What is a clinical study (also called a “clinical trial”)?
A clinical study is a research study that tests how well a new medical approach works in people and the side effects it produces.
Every clinical study answers one or several specific scientific questions and tries to find different or better ways to prevent, screen for, diagnose, or treat a disease.
Clinical studies are usually conducted in a series of steps called Phases. People who take part in them are often able to gain access to new treatment before it is generally available, as well as make a valuable contribution to medical progress for the benefit of all.
There are several types of clinical studies, evaluating the prevention, treatment or screening of a disease. They may be sponsored by various organizations, including government health services, institutions, foundations or pharmaceutical companies.
All studies are conducted according to strict scientific and ethical principles, and have a protocol, or set of rules, which details exactly what will be done, how, when and why.
This protocol also has guidelines, called “eligibility criteria” on who can and cannot take part in the study, based on patients’ medical condition, status, history and other important criteria.

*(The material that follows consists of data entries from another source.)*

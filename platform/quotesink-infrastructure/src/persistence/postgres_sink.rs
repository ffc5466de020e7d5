use quotesink_domain::errors::PipelineError;
use quotesink_domain::repositories::quote_sink::QuoteSink;
use quotesink_domain::value_objects::ticker_row::TickerRow;
use tokio_postgres::{Client as PgClient, NoTls};

/// Append-only Postgres sink for normalized ticker rows. One connection
/// per run; the schema is created if absent on every run and rows are
/// committed in a single transaction.
pub struct PostgresQuoteSink {
    client: PgClient,
    table: String,
}

impl PostgresQuoteSink {
    pub async fn connect(db_url: &str, table: &str) -> Result<Self, String> {
        validate_table_name(table).map_err(|err| format!("invalid table '{table}': {err}"))?;

        let (client, connection) = tokio_postgres::connect(db_url, NoTls)
            .await
            .map_err(|err| format!("failed to connect to postgres: {err}"))?;
        tokio::spawn(async move {
            if let Err(err) = connection.await {
                tracing::error!(error = %err, "postgres connection error");
            }
        });

        Ok(Self {
            client,
            table: table.to_string(),
        })
    }
}

impl QuoteSink for PostgresQuoteSink {
    async fn ensure_table(&self) -> Result<(), PipelineError> {
        self.client
            .batch_execute(&create_table_sql(&self.table))
            .await
            .map_err(|err| {
                PipelineError::Sink(format!("failed to ensure table {}: {err}", self.table))
            })?;
        tracing::debug!(table = %self.table, "destination table ensured");
        Ok(())
    }

    async fn insert_rows(&mut self, rows: &[TickerRow]) -> Result<u64, PipelineError> {
        if rows.is_empty() {
            return Ok(0);
        }

        let statement = self
            .client
            .prepare(&insert_sql(&self.table))
            .await
            .map_err(|err| PipelineError::Sink(format!("failed to prepare insert: {err}")))?;

        let transaction = self
            .client
            .transaction()
            .await
            .map_err(|err| PipelineError::Sink(format!("failed to start transaction: {err}")))?;

        let mut total = 0u64;
        for row in rows {
            transaction
                .execute(
                    &statement,
                    &[
                        &row.id,
                        &row.symbol,
                        &row.ask_price,
                        &row.ask_size,
                        &row.bid_price,
                        &row.bid_size,
                        &row.time_coinapi,
                        &row.time_exchange,
                        &row.ts,
                    ],
                )
                .await
                .map_err(|err| {
                    PipelineError::Sink(format!("insert failed for {}: {err}", row.symbol))
                })?;
            total += 1;
        }

        transaction
            .commit()
            .await
            .map_err(|err| PipelineError::Sink(format!("failed to commit: {err}")))?;

        metrics::counter!("quotesink.infra.postgres.rows_inserted_total").increment(total);
        tracing::info!(table = %self.table, rows = total, "rows committed");
        Ok(total)
    }
}

/// Create-if-absent DDL for the destination table. No primary key is
/// declared: the table is append-only and reruns add new rows.
pub fn create_table_sql(table: &str) -> String {
    format!(
        "CREATE TABLE IF NOT EXISTS {table} (
            id VARCHAR(50),
            symbol VARCHAR(50),
            ask_price DOUBLE PRECISION,
            ask_size DOUBLE PRECISION,
            bid_price DOUBLE PRECISION,
            bid_size DOUBLE PRECISION,
            time_coinapi TIMESTAMPTZ,
            time_exchange TIMESTAMPTZ,
            ts TIMESTAMPTZ DEFAULT NOW()
        )"
    )
}

fn insert_sql(table: &str) -> String {
    format!(
        "INSERT INTO {table} (
            id, symbol, ask_price, ask_size, bid_price, bid_size,
            time_coinapi, time_exchange, ts
        ) VALUES ($1, $2, $3, $4, $5, $6, $7, $8, $9)"
    )
}

// The table name comes from configuration and is interpolated into SQL
// text, so it must be a bare identifier or schema.identifier.
fn validate_table_name(table: &str) -> Result<(), String> {
    if table.is_empty() {
        return Err("table name is empty".to_string());
    }
    let parts: Vec<&str> = table.split('.').collect();
    if parts.is_empty() || parts.len() > 2 {
        return Err(format!("invalid table name: {table}"));
    }
    for part in parts {
        let mut chars = part.chars();
        let first = match chars.next() {
            Some(ch) => ch,
            None => return Err(format!("invalid table name: {table}")),
        };
        if !(first.is_ascii_alphabetic() || first == '_') {
            return Err(format!("invalid table name: {table}"));
        }
        if !chars.all(|ch| ch.is_ascii_alphanumeric() || ch == '_') {
            return Err(format!("invalid table name: {table}"));
        }
    }
    Ok(())
}

#[cfg(test)]
mod tests {
    use super::{create_table_sql, insert_sql, validate_table_name};

    #[test]
    fn create_table_is_idempotent_and_has_all_nine_columns() {
        let sql = create_table_sql("binance_24hr_ticker_data");
        assert!(sql.contains("CREATE TABLE IF NOT EXISTS binance_24hr_ticker_data"));
        for column in [
            "id",
            "symbol",
            "ask_price",
            "ask_size",
            "bid_price",
            "bid_size",
            "time_coinapi",
            "time_exchange",
            "ts",
        ] {
            assert!(sql.contains(column), "missing column {column}");
        }
        assert!(sql.contains("ts TIMESTAMPTZ DEFAULT NOW()"));
        assert!(!sql.contains("PRIMARY KEY"));
    }

    #[test]
    fn insert_binds_all_columns_positionally() {
        let sql = insert_sql("binance_24hr_ticker_data");
        assert!(sql.contains("$9"));
        assert!(!sql.contains("$10"));
        assert!(sql.starts_with("INSERT INTO binance_24hr_ticker_data"));
    }

    #[test]
    fn validate_table_name_accepts_schema_qualified_identifiers() {
        assert!(validate_table_name("binance_24hr_ticker_data").is_ok());
        assert!(validate_table_name("public.binance_24hr_ticker_data").is_ok());
        assert!(validate_table_name("").is_err());
        assert!(validate_table_name("ticker;drop").is_err());
        assert!(validate_table_name("a.b.c").is_err());
        assert!(validate_table_name("1table").is_err());
    }
}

Participation in a clinical trial is voluntary. Eligible patients who wish to take part are required to sign an “informed consent” agreement, showing that they understand what is involved before taking part. The study team will explain all of the details of the study to you before you sign this form.
Cancer clinical studies are designed to evaluate various aspects of treatment (such as prevention of recurrence, side effects, etc) in people who are affected by cancer.